Peter Mendelsund / photograph by George Baier IV
photograph by George Baier IV

On the blog of designer and art director Henry Sene Yee there is a fake poll question: “Who is your favourite book cover designer?” Three of poll’s four possible answers are “Chip Kidd.” The fourth is “none of the above.” The joke is, of course, that Kidd is the only book cover designer most people can name (if they can name one at all).

After this week, however, Henry might have to add a second designer to his list — Chip Kidd’s colleague at Knopf, Peter Mendelsund.

Already a well-known figure in book design circles, the publication of Peter’s two new books this week—Cover and What We See When Read—has apparently made everyone else sit up and take notice. Already interviewed by Alexandra Alter for the New York Times last week, Peter is suddenly everywhere.

At the New Republic, he discusses his work with Amy Weiss-Meyer:

I think the most import thing about being a cover designer is being a decent reader. If you haven’t read a book well, [and] you just throw an image on it, chances are you’re going to fail at representing it. On the other hand, if you do use imagery that’s broad enough, then you want something that’ll serve as a universal emblem to the book rather than one particular reading of it.

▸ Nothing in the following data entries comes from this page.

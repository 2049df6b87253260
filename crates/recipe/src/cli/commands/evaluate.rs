//! # Evaluate Command
//!
//! `recipe evaluate --config <PATH> --rule <PATH> --tx <TX>`
//!
//! Loads the chain integration configuration, builds a policy engine from it
//! and evaluates the rule against the unsigned transaction.
//!
//! ## Output
//!
//! ```text
//! allowed
//! ```
//!
//! ```json
//! {"outcome":"allowed","chain":"cosmos","resource":"cosmos.atom.transfer"}
//! ```
//!
//! ## Exit Codes
//!
//! - 0: Allowed
//! - 1: Policy denied
//! - 2: Other error

use std::path::PathBuf;

use recipe_core::{EngineConfig, RecipeError};
use recipe_policy::PolicyEngine;
use serde::Serialize;

use super::render_json;
use crate::cli::args::OutputFormat;
use crate::cli::input::{decode_tx_input, load_rule};

/// Result of an allowed evaluation.
#[derive(Debug, Clone, PartialEq, Eq, Serialize)]
pub struct EvaluateOutput {
    /// Always `"allowed"`.
    pub outcome: &'static str,
    /// Chain the engine was built for.
    pub chain: String,
    /// The rule's resource path.
    pub resource: String,
}

/// The `recipe evaluate` command handler.
#[derive(Debug, Clone)]
pub struct EvaluateCommand {
    /// Configuration file path.
    pub config: PathBuf,
    /// Rule file path.
    pub rule: PathBuf,
    /// Transaction, hex or base64.
    pub tx: String,
    /// Output format.
    pub format: OutputFormat,
}

impl EvaluateCommand {
    /// Create a new `EvaluateCommand`.
    #[must_use]
    pub fn new(
        config: impl Into<PathBuf>,
        rule: impl Into<PathBuf>,
        tx: impl Into<String>,
        format: OutputFormat,
    ) -> Self {
        Self {
            config: config.into(),
            rule: rule.into(),
            tx: tx.into(),
            format,
        }
    }

    /// Evaluate without printing.
    ///
    /// # Errors
    ///
    /// - [`RecipeError::Config`] if the configuration cannot be loaded or names an unknown chain
    /// - [`RecipeError::InvalidInput`] if the rule or transaction cannot be read
    /// - [`RecipeError::Policy`] if the engine rejects the transaction
    pub fn execute(&self) -> Result<EvaluateOutput, RecipeError> {
        let config = EngineConfig::load(&self.config)?;
        tracing::debug!(
            path = %self.config.display(),
            chain = %config.chain,
            protocols = config.protocols.len(),
            magic_constants = config.magic_constants.len(),
            "Configuration loaded"
        );

        let rule = load_rule(&self.rule)?;
        let tx = decode_tx_input(&self.tx)?;

        let engine = PolicyEngine::from_config(&config)?;
        engine.evaluate(&rule, &tx)?;

        Ok(EvaluateOutput {
            outcome: "allowed",
            chain: config.chain,
            resource: rule.resource,
        })
    }

    /// Evaluate and print the result.
    ///
    /// # Errors
    ///
    /// See [`execute`](Self::execute).
    pub fn run(&self) -> Result<(), RecipeError> {
        let output = self.execute()?;
        match self.format {
            OutputFormat::Text => println!("{}", output.outcome),
            OutputFormat::Json => println!("{}", render_json(&output)?),
        }
        Ok(())
    }
}

#[cfg(test)]
mod tests {
    #![allow(clippy::unwrap_used, clippy::expect_used)]

    use super::*;
    use recipe_chain::fixtures::{coin, TxBuilder};
    use recipe_core::{ConfigError, PolicyError};
    use std::fs;
    use tempfile::TempDir;

    const CONFIG: &str = r#"
chain = "cosmos"

[[magic_constants]]
id = "treasury"
chain = "cosmos"
address = "cosmos1treasury"
"#;

    struct Setup {
        dir: TempDir,
        tx: String,
    }

    impl Setup {
        fn new(to: &str, amount: &str) -> Self {
            let dir = tempfile::tempdir().unwrap();
            fs::write(dir.path().join("chain.toml"), CONFIG).unwrap();
            let tx = TxBuilder::new()
                .send("cosmos1from", to, vec![coin("uatom", amount)])
                .build();
            Self {
                dir,
                tx: hex::encode(tx),
            }
        }

        fn command(&self, rule: &str) -> EvaluateCommand {
            let rule_path = self.dir.path().join("rule.json");
            fs::write(&rule_path, rule).unwrap();
            EvaluateCommand::new(
                self.dir.path().join("chain.toml"),
                rule_path,
                self.tx.clone(),
                OutputFormat::Text,
            )
        }
    }

    #[test]
    fn test_allowed() {
        let setup = Setup::new("cosmos1treasury", "100");
        let output = setup
            .command(
                r#"{"effect":"ALLOW","resource":"cosmos.atom.transfer",
                    "target":{"type":"MAGIC_CONSTANT","magicConstant":"treasury"},
                    "parameterConstraints":[{"parameterName":"amount",
                        "constraint":{"type":"max","maxValue":"100","required":true}}]}"#,
            )
            .execute()
            .unwrap();

        assert_eq!(
            output,
            EvaluateOutput {
                outcome: "allowed",
                chain: "cosmos".to_string(),
                resource: "cosmos.atom.transfer".to_string(),
            }
        );
    }

    #[test]
    fn test_denied() {
        let setup = Setup::new("cosmos1elsewhere", "100");
        let err = setup
            .command(
                r#"{"effect":"ALLOW","resource":"cosmos.atom",
                    "target":{"type":"MAGIC_CONSTANT","magicConstant":"treasury"}}"#,
            )
            .execute()
            .unwrap_err();

        assert!(err.is_denial());
        assert!(matches!(err, RecipeError::Policy(PolicyError::Target(_))));
    }

    #[test]
    fn test_missing_config() {
        let setup = Setup::new("cosmos1treasury", "1");
        let mut command = setup.command(r#"{"effect":"ALLOW","resource":"cosmos.atom"}"#);
        command.config = setup.dir.path().join("missing.toml");

        let err = command.execute().unwrap_err();
        assert!(matches!(err, RecipeError::Config(ConfigError::Io { .. })));
        assert!(!err.is_denial());
    }

    #[test]
    fn test_bad_transaction_input() {
        let setup = Setup::new("cosmos1treasury", "1");
        let mut command = setup.command(r#"{"effect":"ALLOW","resource":"cosmos.atom"}"#);
        command.tx = "zz!".to_string();

        assert!(matches!(
            command.execute().unwrap_err(),
            RecipeError::InvalidInput { .. }
        ));
    }
}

At the Los Angeles Times, he is interviewed by writer and Stop Smiling founder J.C. Gabel:

The truth is when you go to school to learn something, you’re on a dedicated trajectory. So that puts a certain kind of burden on you to succeed in that particular trajectory. One of the wonderful things about having sidestepped into design is that there was never any pressure for me to succeed. … It’s not something I spent money to learn how to do. So I still kind of feel like I’m dabbling, and I think what’s great about that is you can maintain a certain kind of beginner’s mind when you’re working, which obviously, I think, makes for better work. You’re just fresher because you don’t have the anxiety of influence. There’s nothing really at stake.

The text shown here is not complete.